怒りが溜まった人間がゲームで発散できるのなら、発散してほしい。殺人や自殺に走るよりはよっぽどマシだ。
「エンタメ産業は心の酒であり痛み止めだ」
徐晃は強いが魔物が次々と起き上がってくる。倒される魔物の数より、集まってくる数が多い。徐晃と時任は包囲されつつあった。初心者集団なら焦るが時任には余裕があった。
「ここら辺が潮時かな」
時任も攻撃に回った。かといって、全部を倒しはしない。ピンチから脱出したときの興奮を味わえるようにしないといけないのが接待だ。

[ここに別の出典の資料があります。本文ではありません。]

//! Hyperparameters and tuning constants for the agent.

use serde::{Deserialize, Serialize};
use std::fs;
use std::path::Path;

use crate::action::ACTION_COUNT;
use crate::encoder::STATE_DIM;
use crate::error::{Error, Result};

/// Everything the learning core can be tuned with.
#[derive(Debug, Clone, PartialEq, Serialize, Deserialize)]
#[serde(default)]
pub struct Config {
    pub state_dim: usize,              // encoder output size (K)
    pub action_count: usize,           // discrete actions (A)
    pub hidden: usize,                 // width of both hidden layers
    pub replay_capacity: usize,        // N
    pub batch_size: usize,             // B
    pub train_every_ticks: u64,        // one training step every N ticks
    pub target_sync_steps: u64,        // copy online -> target every N training steps
    pub gamma: f32,                    // discount factor
    pub learning_rate: f32,            // Adam step size
    pub epsilon_start: f32,
    pub epsilon_min: f32,
    pub epsilon_decay: f32,            // multiplicative, applied per training step
    pub plateau_window: usize,         // consecutive bad episodes before a reset
    pub plateau_reward_threshold: f64, // episode total below this counts as bad
    pub epsilon_reset_floor: f32,      // epsilon is raised to at least this on plateau
    pub seed: u64,
    pub reward: RewardConfig,
}

impl Default for Config {
    fn default() -> Self {
        Self {
            state_dim: STATE_DIM,
            action_count: ACTION_COUNT,
            hidden: 64,
            replay_capacity: 10_000,
            batch_size: 64,
            train_every_ticks: 4,
            target_sync_steps: 1000,
            gamma: 0.95,
            learning_rate: 0.001,
            epsilon_start: 1.0,
            epsilon_min: 0.05,
            epsilon_decay: 0.995,
            plateau_window: 25,
            plateau_reward_threshold: -10.0,
            epsilon_reset_floor: 0.4,
            seed: 0x5EED,
            reward: RewardConfig::default(),
        }
    }
}

/// Terminal rewards and shaping weights.
#[derive(Debug, Clone, PartialEq, Serialize, Deserialize)]
#[serde(default)]
pub struct RewardConfig {
    pub scored: f64,
    pub conceded: f64,
    pub foul: f64,
    pub home_control_weight: f64,
    pub proximity_weight: f64,
    pub progress_weight: f64,
    pub shot_weight: f64,
}

impl Default for RewardConfig {
    fn default() -> Self {
        Self {
            scored: 50.0,
            conceded: -50.0,
            foul: -25.0,
            home_control_weight: 0.4,
            proximity_weight: 0.2,
            progress_weight: 0.8,
            shot_weight: 1.5,
        }
    }
}

impl Config {
    /// Read a JSON config; missing keys fall back to defaults.
    pub fn from_json_file(path: impl AsRef<Path>) -> Result<Self> {
        let text = fs::read_to_string(path)?;
        let cfg: Config = serde_json::from_str(&text)?;
        cfg.validate()?;
        Ok(cfg)
    }

    pub fn validate(&self) -> Result<()> {
        if self.state_dim != STATE_DIM {
            return Err(Error::Config(format!(
                "state_dim must be {STATE_DIM} (encoder output), got {}",
                self.state_dim
            )));
        }
        if self.action_count != ACTION_COUNT {
            return Err(Error::Config(format!(
                "action_count must be {ACTION_COUNT}, got {}",
                self.action_count
            )));
        }
        if self.hidden == 0 {
            return Err(Error::Config("hidden must be > 0".into()));
        }
        if self.replay_capacity == 0 {
            return Err(Error::Config("replay_capacity must be > 0".into()));
        }
        if self.batch_size == 0 || self.batch_size > self.replay_capacity {
            return Err(Error::Config(format!(
                "batch_size must be in 1..={}, got {}",
                self.replay_capacity, self.batch_size
            )));
        }
        if self.train_every_ticks == 0 || self.target_sync_steps == 0 {
            return Err(Error::Config("cadences must be > 0".into()));
        }
        if !(0.0..=1.0).contains(&self.gamma) {
            return Err(Error::Config(format!("gamma must be in [0, 1], got {}", self.gamma)));
        }
        if !(self.learning_rate.is_finite() && self.learning_rate > 0.0) {
            return Err(Error::Config("learning_rate must be a positive number".into()));
        }
        let eps_ok = 0.0 <= self.epsilon_min
            && self.epsilon_min <= self.epsilon_reset_floor
            && self.epsilon_reset_floor <= 1.0
            && self.epsilon_min <= self.epsilon_start
            && self.epsilon_start <= 1.0;
        if !eps_ok {
            return Err(Error::Config(
                "epsilon bounds must satisfy 0 <= min <= reset_floor <= 1 and min <= start <= 1".into(),
            ));
        }
        if !(self.epsilon_decay > 0.0 && self.epsilon_decay <= 1.0) {
            return Err(Error::Config(format!(
                "epsilon_decay must be in (0, 1], got {}",
                self.epsilon_decay
            )));
        }
        if self.plateau_window == 0 {
            return Err(Error::Config("plateau_window must be > 0".into()));
        }
        let r = &self.reward;
        let all_finite = [
            self.plateau_reward_threshold,
            r.scored,
            r.conceded,
            r.foul,
            r.home_control_weight,
            r.proximity_weight,
            r.progress_weight,
            r.shot_weight,
        ]
        .iter()
        .all(|v| v.is_finite());
        if !all_finite {
            return Err(Error::Config("reward constants must be finite".into()));
        }
        Ok(())
    }
}

#[cfg(test)]
mod tests {
    use super::*;
    use std::io::Write;

    #[test]
    fn defaults_are_valid() {
        Config::default().validate().unwrap();
    }

    #[test]
    fn rejects_batch_larger_than_capacity() {
        let cfg = Config { replay_capacity: 10, batch_size: 64, ..Config::default() };
        assert!(matches!(cfg.validate(), Err(Error::Config(_))));
    }

    #[test]
    fn rejects_inverted_epsilon_bounds() {
        let cfg = Config { epsilon_min: 0.5, epsilon_reset_floor: 0.4, ..Config::default() };
        assert!(cfg.validate().is_err());
    }

    #[test]
    fn partial_json_uses_defaults() {
        let mut f = tempfile::NamedTempFile::new().unwrap();
        write!(f, r#"{{ "batch_size": 32, "reward": {{ "scored": 10.0 }} }}"#).unwrap();
        let cfg = Config::from_json_file(f.path()).unwrap();
        assert_eq!(cfg.batch_size, 32);
        assert_eq!(cfg.reward.scored, 10.0);
        assert_eq!(cfg.reward.conceded, -50.0);
        assert_eq!(cfg.replay_capacity, 10_000);
    }
}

時任は魔物に囲まれないように退路上にいる魔物だけを先に倒す。
「撤退タイミングをどうするかだな。勝てるのに逃げたら不満が残る。かといって、逃げそこなってお客を殺したら俺のミスだ」
全方位に注意しながら、機を窺っていた。
「見切った!」と徐晃が叫んだ。徐晃は魔物の弱点が頭に咲く花だと気が付いた。
「まああれだけ倒せば気が付くよね」が正直な感想だが、ここは演出する。
「急いでください、敵に包囲されつつあります」
緊迫感を出す声色も慣れたものだなと発声してから自分に感心する。
「おう」と徐晃から返事がある。敵はまだ三十以上いる。狂戦士には『スタミナ限界突破』のスキルがあるので押し負けることはない。
ただ、『スタミナ限界突破』まで使わせると後の疲労が激しい。遊びなのでそこまで激しく疲れられたのでは困る。時任は徐晃から見えない位置で魔物の処理を始めた。